### WORK INSTRUCTIONS
Print exactly the lines from the line with "for document in" to the last line of the data, please, both included.

### Dataset entries
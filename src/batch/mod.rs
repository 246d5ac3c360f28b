// src/batch/mod.rs
use crate::cfdi::{Collection, RawDocument};
use crate::columns::{assemble_dataset, ColumnRegistry, Dataset};
use crate::extractors::{ConceptCatalog, DocumentNormalizer};
use serde::Serialize;
use std::fmt;
use std::str::FromStr;

/// Environment variable consulted when no strategy is given explicitly.
pub const STRATEGY_ENV_VAR: &str = "NOMINA_CATALOG_STRATEGY";

/// How a batch reconciles documents that report different concept sets.
#[derive(Debug, Clone, Copy, PartialEq, Eq, Default, Serialize)]
#[serde(rename_all = "lowercase")]
pub enum CatalogStrategy {
    /// Scan every document for concepts first, then zero-fill each record.
    #[default]
    Prescan,
    /// Register columns as they appear; missing numeric cells are zero-filled
    /// when the dataset is assembled.
    Lazy,
}

impl FromStr for CatalogStrategy {
    type Err = String;

    fn from_str(s: &str) -> Result<Self, Self::Err> {
        match s.trim().to_lowercase().as_str() {
            "prescan" | "pre-scan" | "catalog" => Ok(CatalogStrategy::Prescan),
            "lazy" | "dynamic" => Ok(CatalogStrategy::Lazy),
            other => Err(format!("unknown catalog strategy '{}' (expected 'prescan' or 'lazy')", other)),
        }
    }
}

impl fmt::Display for CatalogStrategy {
    fn fmt(&self, f: &mut fmt::Formatter<'_>) -> fmt::Result {
        match self {
            CatalogStrategy::Prescan => f.write_str("prescan"),
            CatalogStrategy::Lazy => f.write_str("lazy"),
        }
    }
}

#[derive(Debug, Clone, Default)]
pub struct BatchOptions {
    pub strategy: CatalogStrategy,
}

/// Informational counts for one batch. Callers detect an empty result through
/// the dataset itself.
#[derive(Debug, Clone, Default, PartialEq, Serialize)]
pub struct BatchReport {
    pub strategy: CatalogStrategy,
    pub documents_received: usize,
    pub documents_normalized: usize,
    pub skipped: Vec<String>,
    pub catalog_perceptions: usize,
    pub catalog_deductions: usize,
    pub catalog_other_payments: usize,
}

/// State owned by one batch run. Created fresh for every run so nothing leaks
/// between batches.
#[derive(Debug, Default)]
struct BatchContext {
    catalog: Option<ConceptCatalog>,
    columns: ColumnRegistry,
}

/// Sequential pipeline driver: catalog pass (pre-scan strategy), per-document
/// normalization, then column ordering and reconciliation.
#[derive(Debug, Clone, Default)]
pub struct PayrollBatch {
    options: BatchOptions,
}

impl PayrollBatch {
    pub fn new(options: BatchOptions) -> Self {
        Self { options }
    }

    pub fn strategy(&self) -> CatalogStrategy {
        self.options.strategy
    }

    /// Processes a batch. Never fails: malformed documents are logged and
    /// left out of the dataset.
    pub fn run(&self, documents: &[RawDocument]) -> (Dataset, BatchReport) {
        tracing::info!(
            "Processing batch of {} documents (strategy: {})",
            documents.len(),
            self.options.strategy
        );

        let mut context = BatchContext::default();
        if self.options.strategy == CatalogStrategy::Prescan {
            context.catalog = Some(ConceptCatalog::build(documents));
        }

        let normalizer = DocumentNormalizer::new(context.catalog.as_ref());
        let mut records = Vec::with_capacity(documents.len());
        let mut skipped = Vec::new();
        for document in documents {
            match normalizer.normalize(document, &mut context.columns) {
                Some(record) => records.push(record),
                None => skipped.push(document.name.clone()),
            }
        }

        let mut report = BatchReport {
            strategy: self.options.strategy,
            documents_received: documents.len(),
            documents_normalized: records.len(),
            skipped,
            ..BatchReport::default()
        };
        if let Some(catalog) = &context.catalog {
            report.catalog_perceptions = catalog.concepts(Collection::Perceptions).len();
            report.catalog_deductions = catalog.concepts(Collection::Deductions).len();
            report.catalog_other_payments = catalog.concepts(Collection::OtherPayments).len();
        }

        let dataset = assemble_dataset(records, &context.columns);
        tracing::info!(
            "Batch finished. Rows: {}, Columns: {}, Skipped: {}",
            dataset.row_count(),
            dataset.column_count(),
            report.skipped.len()
        );
        (dataset, report)
    }
}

### EXERCISE RESPONSE
        for document in documents {
            match normalizer.normalize(document, &mut context.columns) {
                Some(record) => records.push(record),
                None => skipped.push(document.name.clone()),
            }
        }

        let mut report = BatchReport {
            strategy: self.options.strategy,
            documents_received: documents.len(),
            documents_normalized: records.len(),
            skipped,
            ..BatchReport::default()
        };
        if let Some(catalog) = &context.catalog {
            report.catalog_perceptions = catalog.concepts(Collection::Perceptions).len();
            report.catalog_deductions = catalog.concepts(Collection::Deductions).len();
            report.catalog_other_payments = catalog.concepts(Collection::OtherPayments).len();
        }

        let dataset = assemble_dataset(records, &context.columns);
        tracing::info!(
            "Batch finished. Rows: {}, Columns: {}, Skipped: {}",
            dataset.row_count(),
            dataset.column_count(),
            report.skipped.len()
        );
        (dataset, report)
    }
}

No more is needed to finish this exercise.